Sunday, November 17, 2019

Be Prepared

Be Prepared

By Vera Brosgol

All Vera wants to do is fit in―but that’s not easy for a Russian girl in the suburbs. Her friends live in fancy houses and their parents can afford to send them to the best summer camps. Vera’s single mother can’t afford that sort of luxury, but there's one summer camp in her price range―Russian summer camp.

Vera is sure she's found the one place she can fit in, but camp is far from what she imagined. And nothing could prepare her for all the "cool girl" drama, endless Russian history lessons, and outhouses straight out of nightmares!
This is a middle-school readers semi-autobiographical graphic novel about nine year old Vera, who, finding herself not fitting in amongst her (non-Russian) schoolmates after a disastrous sleepover, begs her mom to send her and her brother to Russian scout camp - where she unhappily discovers that there's just never a guaranteed way of fitting in and making friends.

This was going to be a Ten Second Review but - as you'll notice - I got a little expressive and the review got a little lengthy.

I really loved this book. It's beautifully illustrated, with muted colors and expressive faces, but more than that, it really gets to the heart of a common pre-teen girl (and boy) experience: beginning to compare yourself and your family to others and feeling awkward or embarrassed or just plain uncool.

I remember myself the pain of having to leave a slumber party early (god, ALL the slumber party shit.  Why do I still love the idea of slumber parties when all of my memories are of like, extreme embarrassment? WHAT PYJAMAS YOU WEAR DETERMINES YOUR SOCIAL STATUS FOR LIFE AND LET'S NOT EVEN TALK ABOUT THE DELICATE ART OF GIFT-GIVING), and the like, social minefield that is your pre-teens and early teens. Why no, I haven't been scarred at all by events that happened decades ago and I definitely don't still remember the excruciating details of another twelve year old making fun of me (with what is, in retrospect, not even good sarcasm).

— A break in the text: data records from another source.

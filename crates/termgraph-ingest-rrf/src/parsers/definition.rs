//! `MRDEF`: free-text definitions of original concepts.

use crate::context::{is_suppressed, ImportContext};
use termgraph_store::{GraphSink, Literal, Triple};
use tracing::debug;

#[derive(Debug, Clone, Copy, PartialEq, Eq)]
pub struct DefinitionRecord<'a> {
    pub aui: &'a str,
    pub terminology: &'a str,
    pub text: &'a str,
    pub suppress: &'a str,
}

impl<'a> DefinitionRecord<'a> {
    pub fn from_fields(fields: &[&'a str]) -> Self {
        Self {
            aui: fields[1],
            terminology: fields[4],
            text: fields[5],
            suppress: fields[6],
        }
    }
}

pub fn parse<S: GraphSink>(ctx: &mut ImportContext<S>, fields: &[&str]) {
    let record = DefinitionRecord::from_fields(fields);

    if !ctx.allows_terminology(record.terminology) {
        ctx.stats.filtered += 1;
        return;
    }
    if is_suppressed(record.suppress) {
        ctx.stats.suppressed += 1;
        return;
    }
    let Some(original) = ctx.resolve_atom(record.aui) else {
        debug!(atom = record.aui, "definition on unresolved atom skipped");
        ctx.stats.unresolved += 1;
        return;
    };
    let definitions = ctx.vocabulary().definitions;
    ctx.push(Triple::new(original, definitions, Literal::plain(record.text)));
    ctx.stats.accepted += 1;
}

And I - OH MY GOD I just remembered how much I hated bringing my sleeping bag  - which was flannel and super bulky and had to be wrapped up with elastics tied together because they had worn out and snapped - when my friend had, like, the speedo of sleeping bags - shiny, tiny, with its own cover bag to stuff it into. It was teal and hi-tech and shaped like a coffin, not a rectangle (remember that I don't make the rules about what is cool, I just know that coffin shaped sleeping bags are cooler than rectangles, or at least they were back in the mid-90s) and so fucking cool and everything my sleeping bag wasn't and I bet you my friend had not one clue that I was dying inside about her sleeping bag. She's happily married now with a really cute baby girl who slept on me for like an hour during dinner once, which was amazing and I highly recommend, and I really hope I have enough willpower not to message her and be like, "REMEMBER YOUR SLEEPING BAG FROM TWENTY YEARS AGO? I think I'm finally working out my feelings about it!"

I'm going to move on from my own traumas for like, one hot second, to reiterate that Be Prepared makes me want to, like, go back and relive my youth except now, I would be able to unclench and actually enjoy it more, having learned the hard lesson that is growing up and becoming (and loving) your own self.  Be Prepared achieves the hard balance of getting to the heart of these seemingly insurmountable embarrassments and cruelties (which are in hindsight pretty minor) without actually wallowing in it or becoming too schadenfreude-y.  This is not cringe-kink (ew, gross, I hate this word I just made up and will never use it again). 


I will definitely be reading more from Brosgol (I already have Anya's Ghost waiting for me at the library), and if you want to relive your youth, without actually, you know, reliving it, please pick this book up.  

Ironically, the girl whose slumber party I left early now leads hiking expeditions into the wilderness for young women. What a wonderful world.